February 12, 2019
Sarah Sachs, Columbia University, Department of Sociology
Research Presentation: Algorithmic Expertise: Explanation and Repair in the Making of Similarity in Art
Biography: https://www.sesachs.com/
Abstract:
Today’s firms face an unprecedented number of opportunities to capitalize off of “big data.” Increasing volumes and types of analyzable data have driven demand for the labor necessary to support the technologies used to analyze and process this data. The repair work required by data analytic technologies and algorithmic systems is expanding the work practices and roles necessary to bring such technologies to market. My work is concerned with the forms of expertise that accompany this repair work and how they shape, and are shaped by, existing structures of organization and work.
I focus on the data classification practices of a team of knowledge workers—art experts—whose responsibility is to make art image data legible to a machine and to make a similarity matching algorithm’s output legible to those with knowledge about art. In short, they are to create and maintain the algorithm’s, and thus the firm’s, cultural credibility.

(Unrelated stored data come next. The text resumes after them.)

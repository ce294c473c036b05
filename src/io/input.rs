//! Model input table reader
//!
//! The input is comma separated text in three sections, each opened by one or
//! more header lines:
//!
//! ```text
//! Material,Young,Poisson,Thickness
//! 1,210000,0.3,1
//! Node,X,Y,ConstraintX,ConstraintY,DisplacementX,DisplacementY,ForceX,ForceY
//! 1,0,0,True,True,0,0,0,0
//! ...
//! Element,Node1,Node2,Node3,Node4,Material
//! 1,1,2,5,4,1
//! ```
//!
//! A line whose first field is non-empty and not a number is a header. Element
//! rows carry 4 (Quad4) or 8 (Quad8) node numbers, both may appear in one file.

use std::fs;
use std::path::Path;
use std::str::FromStr;

use log::debug;

use crate::elements::{Material, Node};
use crate::error::{FEMError, FEMResult};
use crate::model::{ElementDef, Mesh};

#[derive(Debug, Clone, Copy, PartialEq, Eq)]
enum Section {
    Materials,
    Nodes,
    Elements,
}

impl Section {
    fn next(self) -> Option<Self> {
        match self {
            Self::Materials => Some(Self::Nodes),
            Self::Nodes => Some(Self::Elements),
            Self::Elements => None,
        }
    }
}

/// One data row split into trimmed fields, trailing empty fields dropped
struct Row<'a> {
    line: usize,
    fields: Vec<&'a str>,
}

impl<'a> Row<'a> {
    fn split(line: usize, text: &'a str) -> Self {
        let mut fields: Vec<&str> = text.split(',').map(str::trim).collect();
        while fields.last().is_some_and(|f| f.is_empty()) {
            fields.pop();
        }
        Self { line, fields }
    }

    fn is_blank(&self) -> bool {
        self.fields.is_empty()
    }

    fn is_header(&self) -> bool {
        self.fields
            .first()
            .is_some_and(|f| !f.is_empty() && f.parse::<f64>().is_err())
    }

    fn fail(&self, message: impl Into<String>) -> FEMError {
        FEMError::ParseFailure {
            line: self.line,
            message: message.into(),
        }
    }

    fn expect_len(&self, what: &str, allowed: &[usize]) -> FEMResult<()> {
        if allowed.contains(&self.fields.len()) {
            return Ok(());
        }
        let allowed: Vec<String> = allowed.iter().map(usize::to_string).collect();
        Err(self.fail(format!(
            "{} row has {} fields, expected {}",
            what,
            self.fields.len(),
            allowed.join(" or ")
        )))
    }

    fn parse<T: FromStr>(&self, index: usize, name: &str) -> FEMResult<T> {
        let field = self.fields[index];
        field
            .parse()
            .map_err(|_| self.fail(format!("invalid {name} '{field}'")))
    }

    fn flag(&self, index: usize, name: &str) -> FEMResult<bool> {
        let field = self.fields[index];
        match field.to_ascii_lowercase().as_str() {
            "true" | "1" => Ok(true),
            "false" | "0" => Ok(false),
            _ => Err(self.fail(format!("invalid {name} '{field}', expected True or False"))),
        }
    }
}

/// Parse a model from the text of an input table
pub fn parse_mesh(input: &str) -> FEMResult<Mesh> {
    let mut mesh = Mesh::new();
    let mut section = Section::Materials;
    let mut section_has_data = false;

    for (index, text) in input.lines().enumerate() {
        let row = Row::split(index + 1, text);
        if row.is_blank() {
            continue;
        }

        if row.is_header() {
            if section_has_data {
                section = section
                    .next()
                    .ok_or_else(|| row.fail("unexpected header after the element section"))?;
                section_has_data = false;
            }
            continue;
        }

        section_has_data = true;
        match section {
            Section::Materials => parse_material(&mut mesh, &row)?,
            Section::Nodes => parse_node(&mut mesh, &row)?,
            Section::Elements => parse_element(&mut mesh, &row)?,
        }
    }

    debug!(
        "Parsed {} materials, {} nodes, {} elements",
        mesh.materials().len(),
        mesh.node_count(),
        mesh.element_count()
    );
    Ok(mesh)
}

/// Read and parse an input table file
pub fn read_mesh(path: impl AsRef<Path>) -> FEMResult<Mesh> {
    let text = fs::read_to_string(path.as_ref())?;
    parse_mesh(&text)
}

fn parse_material(mesh: &mut Mesh, row: &Row) -> FEMResult<()> {
    row.expect_len("material", &[4])?;
    let number: usize = row.parse(0, "material number")?;
    let material = Material::new(
        row.parse(1, "Young's modulus")?,
        row.parse(2, "Poisson's ratio")?,
        row.parse(3, "thickness")?,
    );

    let expected = mesh.materials().len() + 1;
    if number != expected {
        return Err(row.fail(format!(
            "material {number} out of sequence, expected material {expected}"
        )));
    }
    mesh.add_material(material);
    Ok(())
}

fn parse_node(mesh: &mut Mesh, row: &Row) -> FEMResult<()> {
    row.expect_len("node", &[9])?;
    let node = Node::new(row.parse(0, "node number")?, row.parse(1, "x")?, row.parse(2, "y")?)
        .with_constraint(row.flag(3, "x constraint")?, row.flag(4, "y constraint")?)
        .with_displacement(row.parse(5, "x displacement")?, row.parse(6, "y displacement")?)
        .with_force(row.parse(7, "x force")?, row.parse(8, "y force")?);

    mesh.add_node(node).map_err(|e| row.fail(e.to_string()))
}

fn parse_element(mesh: &mut Mesh, row: &Row) -> FEMResult<()> {
    row.expect_len("element", &[6, 10])?;
    let last = row.fields.len() - 1;

    let number = row.parse(0, "element number")?;
    let nodes = (1..last)
        .map(|i| row.parse(i, "node number"))
        .collect::<FEMResult<Vec<usize>>>()?;
    let material = row.parse(last, "material number")?;

    let def = ElementDef::new(number, nodes, material).map_err(|e| row.fail(e.to_string()))?;
    mesh.add_element(def).map_err(|e| row.fail(e.to_string()))
}

#[cfg(test)]
mod tests {
    use super::*;
    use crate::elements::ElementKind;
    use approx::assert_relative_eq;

    const STRIP: &str = "\
Material,Young,Poisson,Thickness
1,1000,0.3,1

Node,X,Y,ConstraintX,ConstraintY,DisplacementX,DisplacementY,ForceX,ForceY
1,0,0,True,True,0,0,0,0
2,1,0,False,False,0,0,0,0
3,2,0,false,false,0,0,0,0
4,0,1,TRUE,1,0,0,0,0
5,1,1,0,0,0,0,0,0
6,2,1,False,False,0,0,1,0
,,,,,,,,
Element,Node1,Node2,Node3,Node4,Material
1,1,2,5,4,1,,,,
2,2,3,6,5,1
";

    #[test]
    fn test_parse_strip() {
        let mesh = parse_mesh(STRIP).unwrap();
        assert_eq!(mesh.materials().len(), 1);
        assert_eq!(mesh.node_count(), 6);
        assert_eq!(mesh.element_count(), 2);

        assert_relative_eq!(mesh.materials()[0].poisson, 0.3);
        let n4 = mesh.node(4).unwrap();
        assert_eq!(n4.constraint, [true, true]);
        assert_relative_eq!(mesh.node(6).unwrap().force[0], 1.0);
        assert_eq!(mesh.elements()[0].nodes, vec![1, 2, 5, 4]);
        assert_eq!(mesh.elements()[1].kind, ElementKind::Quad4);
    }

    #[test]
    fn test_quad8_row() {
        let mut input = String::from("Material\n1,1,0,1\nNode\n");
        for i in 1..=8 {
            input.push_str(&format!("{i},{i},0,False,False,0,0,0,0\n"));
        }
        input.push_str("Element\n1,1,2,3,4,5,6,7,8,1\n");
        let mesh = parse_mesh(&input).unwrap();
        assert_eq!(mesh.elements()[0].kind, ElementKind::Quad8);
    }

    #[test]
    fn test_bad_boolean_reports_line() {
        let input = "Material\n1,1,0,1\nNode\n1,0,0,yes,False,0,0,0,0\n";
        match parse_mesh(input) {
            Err(FEMError::ParseFailure { line, message }) => {
                assert_eq!(line, 4);
                assert!(message.contains("yes"));
            }
            other => panic!("expected parse failure, got {other:?}"),
        }
    }

    #[test]
    fn test_wrong_element_width() {
        let input = "Material\n1,1,0,1\nNode\n1,0,0,0,0,0,0,0,0\nElement\n1,1,1,1,1\n";
        assert!(matches!(parse_mesh(input), Err(FEMError::ParseFailure { line: 6, .. })));
    }

    #[test]
    fn test_missing_node_reference() {
        let input = "Material\n1,1,0,1\nNode\n1,0,0,0,0,0,0,0,0\nElement\n1,1,2,3,4,1\n";
        match parse_mesh(input) {
            Err(FEMError::ParseFailure { line, message }) => {
                assert_eq!(line, 6);
                assert!(message.contains("missing node 2"));
            }
            other => panic!("expected parse failure, got {other:?}"),
        }
    }

    #[test]
    fn test_trailing_header_rejected() {
        let input = "Material\n1,1,0,1\nNode\n1,0,0,0,0,0,0,0,0\nElement\n1,1,1,1,1,1\nMore\n";
        assert!(matches!(parse_mesh(input), Err(FEMError::ParseFailure { line: 7, .. })));
    }
}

In this talk, I will present findings from an ethnography of this team. I will briefly describe the interactional process that grounds the team’s data classification and annotation practices and discuss how these nontechnical experts repair divergent output from the algorithm. I will show how, in doing so, the team draws on evolving practical theories about how the algorithm works. I will then theorize how, over time, some team members develop ease in deploying theories in practice, and therefore become recognized for their algorithmic expertise. Finally, I will briefly discuss some implications of this form of expertise, particularly for collaboration and conflict on the team.